Лина Ивановна часто возвращается к своему стремлению вырастить детей достойными своего отца и в то же время самостоятельными личностями.

Родители приобщали мальчиков к своим семейным традициям, вовлечённости в искусство, театр, литературу, шахматы, любовь к природе, – всему, чем жили сами.

Ежедневные репетиции, РАБОТА над созданием или исполнением, постановкой, партитурой, клавиром, сольной игрой или игрой в ансамбле – надо быть свидетелем такого образа жизни, чтобы понять насколько труд, кропотливый, изматывающий, напряжённый, поглощает всё время и силы, и в то же время несёт радость.

Святослав и Олег с детства жили в доме, атмосфера которого была насыщена этим трудом и пронизана музыкой, тайнами искусства.

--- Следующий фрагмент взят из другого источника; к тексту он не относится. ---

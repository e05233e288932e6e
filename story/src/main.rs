//! Interactive story generator for the terminal.
//!
//! Streams a choose-your-path story from a local Ollama model. Configuration
//! comes from the environment (or `.env`) and can be overridden by flags:
//!
//! ```bash
//! cargo run -p story -- --model llama3.2:3b --genre "space western"
//! ```

mod console;
mod play;

use clap::Parser;
use ollama::Ollama;
use std::path::PathBuf;
use std::time::Duration;
use story_core::{StoryConfig, Storyteller};
use tracing_subscriber::{filter::LevelFilter, EnvFilter};

#[derive(Parser, Debug)]
#[command(author, version, about = "Interactive choose-your-path stories from a local Ollama model")]
struct Cli {
    /// Ollama API base URL [env: OLLAMA_URL]
    #[arg(long)]
    url: Option<String>,

    /// Model to generate with [env: OLLAMA_MODEL]
    #[arg(short, long)]
    model: Option<String>,

    /// Delay between printed characters, 0 to disable [env: STORY_TYPING_DELAY_MS]
    #[arg(long)]
    typing_delay_ms: Option<u64>,

    /// Directory saved stories are written to [env: STORIES_DIR]
    #[arg(long)]
    stories_dir: Option<PathBuf>,

    /// Start straight away with this genre
    #[arg(short, long)]
    genre: Option<String>,
}

impl Cli {
    fn apply(&self, mut config: StoryConfig) -> StoryConfig {
        if let Some(url) = &self.url {
            config = config.with_base_url(url);
        }
        if let Some(model) = &self.model {
            config = config.with_model(model);
        }
        if let Some(ms) = self.typing_delay_ms {
            config = config.with_typing_delay(Duration::from_millis(ms));
        }
        if let Some(dir) = &self.stories_dir {
            config = config.with_stories_dir(dir);
        }
        config
    }
}

#[tokio::main]
async fn main() -> anyhow::Result<()> {
    dotenvy::dotenv().ok();
    let cli = Cli::parse();

    // Logs go to stderr and stay quiet by default so they don't break up the story.
    tracing_subscriber::fmt()
        .with_env_filter(
            EnvFilter::builder()
                .with_default_directive(LevelFilter::WARN.into())
                .from_env_lossy(),
        )
        .with_writer(std::io::stderr)
        .init();

    let config = cli.apply(StoryConfig::from_env()?);
    let teller = Storyteller::from_config(&config)?;
    check_connection(teller.generator().client()).await;

    let mut input = play::Input::stdin();
    play::run(&teller, &config, cli.genre, &mut input).await
}

/// Warn early if the server is down or the model is missing.
async fn check_connection(client: &Ollama) {
    match client.list_models().await {
        Ok(models) => {
            let model = client.model();
            let installed = models
                .iter()
                .any(|m| m.name == model || m.name.strip_suffix(":latest") == Some(model));
            if installed {
                tracing::debug!(model, "model available");
            } else {
                tracing::warn!(model, "model not installed, try `ollama pull {model}`");
            }
        }
        Err(e) => {
            tracing::warn!(error = %e, url = client.base_url(), "Ollama server not reachable");
        }
    }
}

Олег Сергеевич Прокофьев в своих воспоминаниях об отце ярко описывает детские впечатления, пережитые и сохранившиеся с времён младенчества:

«(…) В самом деле, разве первые мои воспоминания не слиты с музыкой (…) Не кажется ли самым ранним, устоявшимся, прочным моим воспоминанием засыпание в постели, ранним вечером, под отдалённое звучание фортепиано. Я – в замкнутом полумраке, без ног от избеганного длинного дня, вне сил притяжения кроме подушки, а вдали – за стеной, или ещё за длинным коридором большой парижской квартиры, оттуда, из-за пределов моего полумрака, забредающие звуки, таинственная, успокаивающая, полная странной, но близкой жизни музыка. Наверное, почти с момента моего рождения, через многие сны и игры незримо населяет она фон моего существования.

(…) Более серьёзное, сознательное отношение к отцовской музыке начнёт появляться у меня гораздо позднее, когда из хотя и очень важной, но всё же лишь части семейного быта она перерастёт во что-то другое, более высокое и в большей мере себе адекватное. Это произошло через много лет, а впрочем едва ли десять, но в ту пору для меня немалый срок (…)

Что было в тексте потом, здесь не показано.